How many lines below include the string "Full"? State the number alone.
____
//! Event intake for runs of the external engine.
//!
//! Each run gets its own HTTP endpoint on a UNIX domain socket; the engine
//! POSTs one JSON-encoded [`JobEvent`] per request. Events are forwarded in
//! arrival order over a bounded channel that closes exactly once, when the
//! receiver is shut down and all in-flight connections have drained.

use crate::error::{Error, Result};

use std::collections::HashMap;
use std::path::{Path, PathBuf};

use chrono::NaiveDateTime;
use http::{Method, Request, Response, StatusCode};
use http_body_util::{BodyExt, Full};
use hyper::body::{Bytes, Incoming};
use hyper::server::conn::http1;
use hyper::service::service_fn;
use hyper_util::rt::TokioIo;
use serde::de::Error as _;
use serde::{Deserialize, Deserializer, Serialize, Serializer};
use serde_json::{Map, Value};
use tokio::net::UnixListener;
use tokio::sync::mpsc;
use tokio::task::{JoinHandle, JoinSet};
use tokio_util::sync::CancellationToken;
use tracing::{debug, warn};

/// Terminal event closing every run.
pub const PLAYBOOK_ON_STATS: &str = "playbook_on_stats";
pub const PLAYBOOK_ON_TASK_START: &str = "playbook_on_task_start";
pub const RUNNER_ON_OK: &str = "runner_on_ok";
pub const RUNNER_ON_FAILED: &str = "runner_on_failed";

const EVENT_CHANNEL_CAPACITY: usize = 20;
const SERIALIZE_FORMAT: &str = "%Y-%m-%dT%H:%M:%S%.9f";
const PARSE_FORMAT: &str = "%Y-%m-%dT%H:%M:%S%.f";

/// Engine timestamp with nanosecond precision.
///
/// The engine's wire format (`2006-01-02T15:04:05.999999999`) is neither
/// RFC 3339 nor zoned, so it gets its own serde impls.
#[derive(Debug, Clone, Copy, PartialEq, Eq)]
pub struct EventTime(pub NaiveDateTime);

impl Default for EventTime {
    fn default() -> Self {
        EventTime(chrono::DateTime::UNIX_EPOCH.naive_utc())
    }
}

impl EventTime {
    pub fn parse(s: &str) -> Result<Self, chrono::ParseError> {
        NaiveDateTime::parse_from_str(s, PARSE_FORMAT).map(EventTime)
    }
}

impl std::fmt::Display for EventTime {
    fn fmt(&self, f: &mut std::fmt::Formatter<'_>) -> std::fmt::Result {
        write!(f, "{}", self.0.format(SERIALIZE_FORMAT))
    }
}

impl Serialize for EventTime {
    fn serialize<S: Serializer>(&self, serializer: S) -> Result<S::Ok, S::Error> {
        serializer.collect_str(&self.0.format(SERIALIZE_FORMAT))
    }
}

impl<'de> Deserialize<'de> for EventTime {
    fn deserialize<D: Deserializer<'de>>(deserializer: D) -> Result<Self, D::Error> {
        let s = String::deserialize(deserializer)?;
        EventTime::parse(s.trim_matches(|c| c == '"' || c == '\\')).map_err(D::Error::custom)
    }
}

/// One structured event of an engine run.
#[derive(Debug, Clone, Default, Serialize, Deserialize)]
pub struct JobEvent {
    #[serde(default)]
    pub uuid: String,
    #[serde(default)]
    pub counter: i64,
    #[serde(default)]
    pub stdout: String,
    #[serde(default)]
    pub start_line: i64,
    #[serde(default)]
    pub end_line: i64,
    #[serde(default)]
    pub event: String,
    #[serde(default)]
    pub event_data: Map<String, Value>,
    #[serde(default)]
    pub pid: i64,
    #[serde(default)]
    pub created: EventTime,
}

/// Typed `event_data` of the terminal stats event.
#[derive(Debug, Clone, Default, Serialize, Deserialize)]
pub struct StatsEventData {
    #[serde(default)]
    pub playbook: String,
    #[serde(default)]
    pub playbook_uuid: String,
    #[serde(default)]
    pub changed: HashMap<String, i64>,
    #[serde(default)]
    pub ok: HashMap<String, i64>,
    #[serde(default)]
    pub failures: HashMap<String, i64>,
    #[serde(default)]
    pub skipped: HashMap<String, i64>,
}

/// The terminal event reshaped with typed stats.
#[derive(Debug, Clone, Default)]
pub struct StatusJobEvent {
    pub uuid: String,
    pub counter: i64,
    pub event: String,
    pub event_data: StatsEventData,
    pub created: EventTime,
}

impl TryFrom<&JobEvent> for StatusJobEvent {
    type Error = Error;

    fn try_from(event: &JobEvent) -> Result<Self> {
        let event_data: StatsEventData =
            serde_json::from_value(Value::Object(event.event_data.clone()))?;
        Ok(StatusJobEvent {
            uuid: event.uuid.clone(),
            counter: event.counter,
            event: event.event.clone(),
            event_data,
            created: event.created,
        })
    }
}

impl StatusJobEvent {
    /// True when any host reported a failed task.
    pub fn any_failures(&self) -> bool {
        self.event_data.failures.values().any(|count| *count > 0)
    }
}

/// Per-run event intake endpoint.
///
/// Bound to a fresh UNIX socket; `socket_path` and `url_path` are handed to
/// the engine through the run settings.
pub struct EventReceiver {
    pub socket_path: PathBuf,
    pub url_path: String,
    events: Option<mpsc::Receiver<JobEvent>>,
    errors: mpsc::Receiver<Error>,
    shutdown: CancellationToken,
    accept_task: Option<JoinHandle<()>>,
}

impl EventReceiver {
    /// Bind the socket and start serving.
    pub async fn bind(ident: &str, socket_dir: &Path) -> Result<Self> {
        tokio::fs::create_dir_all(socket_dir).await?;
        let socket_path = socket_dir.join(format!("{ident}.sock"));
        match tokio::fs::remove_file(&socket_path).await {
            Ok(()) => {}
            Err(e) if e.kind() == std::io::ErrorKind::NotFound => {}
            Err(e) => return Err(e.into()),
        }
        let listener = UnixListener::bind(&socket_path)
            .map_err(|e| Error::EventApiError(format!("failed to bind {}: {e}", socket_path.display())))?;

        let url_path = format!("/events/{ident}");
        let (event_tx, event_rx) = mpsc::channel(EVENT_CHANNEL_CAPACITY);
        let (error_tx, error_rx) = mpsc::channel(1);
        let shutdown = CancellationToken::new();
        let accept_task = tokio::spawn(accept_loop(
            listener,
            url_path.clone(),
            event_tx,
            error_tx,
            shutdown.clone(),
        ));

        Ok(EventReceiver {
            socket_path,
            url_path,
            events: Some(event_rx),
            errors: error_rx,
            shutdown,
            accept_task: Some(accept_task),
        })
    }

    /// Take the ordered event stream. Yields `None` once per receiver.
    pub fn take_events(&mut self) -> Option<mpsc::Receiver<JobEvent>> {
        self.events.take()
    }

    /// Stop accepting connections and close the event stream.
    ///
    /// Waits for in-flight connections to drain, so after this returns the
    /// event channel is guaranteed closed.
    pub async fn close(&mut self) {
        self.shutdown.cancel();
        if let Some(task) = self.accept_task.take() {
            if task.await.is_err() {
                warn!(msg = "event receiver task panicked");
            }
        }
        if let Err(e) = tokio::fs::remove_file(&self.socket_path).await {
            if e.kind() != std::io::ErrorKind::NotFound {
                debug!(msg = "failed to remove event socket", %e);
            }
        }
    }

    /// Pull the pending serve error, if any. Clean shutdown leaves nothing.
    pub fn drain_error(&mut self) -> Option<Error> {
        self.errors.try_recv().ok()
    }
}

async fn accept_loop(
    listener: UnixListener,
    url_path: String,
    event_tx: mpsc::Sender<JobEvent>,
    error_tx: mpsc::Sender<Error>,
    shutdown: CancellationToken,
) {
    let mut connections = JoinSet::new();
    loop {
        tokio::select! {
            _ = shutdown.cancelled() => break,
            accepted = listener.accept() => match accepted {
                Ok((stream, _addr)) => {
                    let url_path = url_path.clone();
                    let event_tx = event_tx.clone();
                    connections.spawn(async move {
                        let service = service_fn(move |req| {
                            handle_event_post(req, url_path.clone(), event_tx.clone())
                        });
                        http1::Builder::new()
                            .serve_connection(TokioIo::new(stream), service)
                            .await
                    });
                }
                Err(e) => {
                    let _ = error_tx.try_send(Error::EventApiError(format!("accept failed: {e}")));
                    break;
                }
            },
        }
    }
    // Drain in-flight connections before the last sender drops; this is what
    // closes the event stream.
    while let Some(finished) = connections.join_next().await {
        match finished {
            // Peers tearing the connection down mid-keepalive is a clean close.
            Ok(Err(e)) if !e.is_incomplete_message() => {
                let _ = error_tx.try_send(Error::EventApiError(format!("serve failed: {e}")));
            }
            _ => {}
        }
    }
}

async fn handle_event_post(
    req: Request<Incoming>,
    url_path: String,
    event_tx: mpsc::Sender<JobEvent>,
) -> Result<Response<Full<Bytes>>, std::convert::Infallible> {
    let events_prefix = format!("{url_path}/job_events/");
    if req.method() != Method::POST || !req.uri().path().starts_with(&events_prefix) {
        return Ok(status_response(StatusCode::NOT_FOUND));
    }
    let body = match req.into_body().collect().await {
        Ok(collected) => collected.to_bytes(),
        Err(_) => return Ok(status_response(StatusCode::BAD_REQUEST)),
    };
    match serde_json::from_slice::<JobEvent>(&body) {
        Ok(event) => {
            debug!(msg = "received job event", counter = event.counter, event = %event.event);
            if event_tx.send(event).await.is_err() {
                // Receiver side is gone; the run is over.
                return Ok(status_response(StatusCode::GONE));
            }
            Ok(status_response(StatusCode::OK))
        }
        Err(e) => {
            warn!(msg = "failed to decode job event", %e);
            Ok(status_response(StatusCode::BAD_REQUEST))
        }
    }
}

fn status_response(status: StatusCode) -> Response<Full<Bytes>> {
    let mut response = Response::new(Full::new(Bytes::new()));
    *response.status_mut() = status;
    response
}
____
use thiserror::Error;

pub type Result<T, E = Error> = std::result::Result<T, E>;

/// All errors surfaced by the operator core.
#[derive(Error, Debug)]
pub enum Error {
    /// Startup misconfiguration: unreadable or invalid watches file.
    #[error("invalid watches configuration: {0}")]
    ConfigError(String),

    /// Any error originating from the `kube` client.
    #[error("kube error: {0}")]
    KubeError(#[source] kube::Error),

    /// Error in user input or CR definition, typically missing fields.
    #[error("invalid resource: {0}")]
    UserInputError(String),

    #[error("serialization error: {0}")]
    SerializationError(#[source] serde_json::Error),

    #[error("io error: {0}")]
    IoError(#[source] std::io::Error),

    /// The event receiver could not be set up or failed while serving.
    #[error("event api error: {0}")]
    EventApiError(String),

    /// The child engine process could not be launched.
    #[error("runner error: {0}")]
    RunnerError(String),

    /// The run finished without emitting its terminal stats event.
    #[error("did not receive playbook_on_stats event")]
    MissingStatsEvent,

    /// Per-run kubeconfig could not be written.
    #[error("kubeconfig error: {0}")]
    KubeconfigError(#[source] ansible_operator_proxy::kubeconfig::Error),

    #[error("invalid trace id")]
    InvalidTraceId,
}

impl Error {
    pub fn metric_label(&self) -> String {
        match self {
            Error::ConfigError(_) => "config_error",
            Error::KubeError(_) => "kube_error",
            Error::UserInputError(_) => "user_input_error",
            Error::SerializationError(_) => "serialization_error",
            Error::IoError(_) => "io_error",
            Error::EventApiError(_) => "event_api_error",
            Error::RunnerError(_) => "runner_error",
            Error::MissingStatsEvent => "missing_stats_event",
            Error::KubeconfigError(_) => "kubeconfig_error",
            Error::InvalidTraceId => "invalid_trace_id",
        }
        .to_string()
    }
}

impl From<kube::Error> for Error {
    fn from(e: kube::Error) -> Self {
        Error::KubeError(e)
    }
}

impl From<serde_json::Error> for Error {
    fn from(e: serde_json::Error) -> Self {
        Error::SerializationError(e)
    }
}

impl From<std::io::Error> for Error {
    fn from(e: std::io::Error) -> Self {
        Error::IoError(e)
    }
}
____
* [SOLVED EXERCISE] 4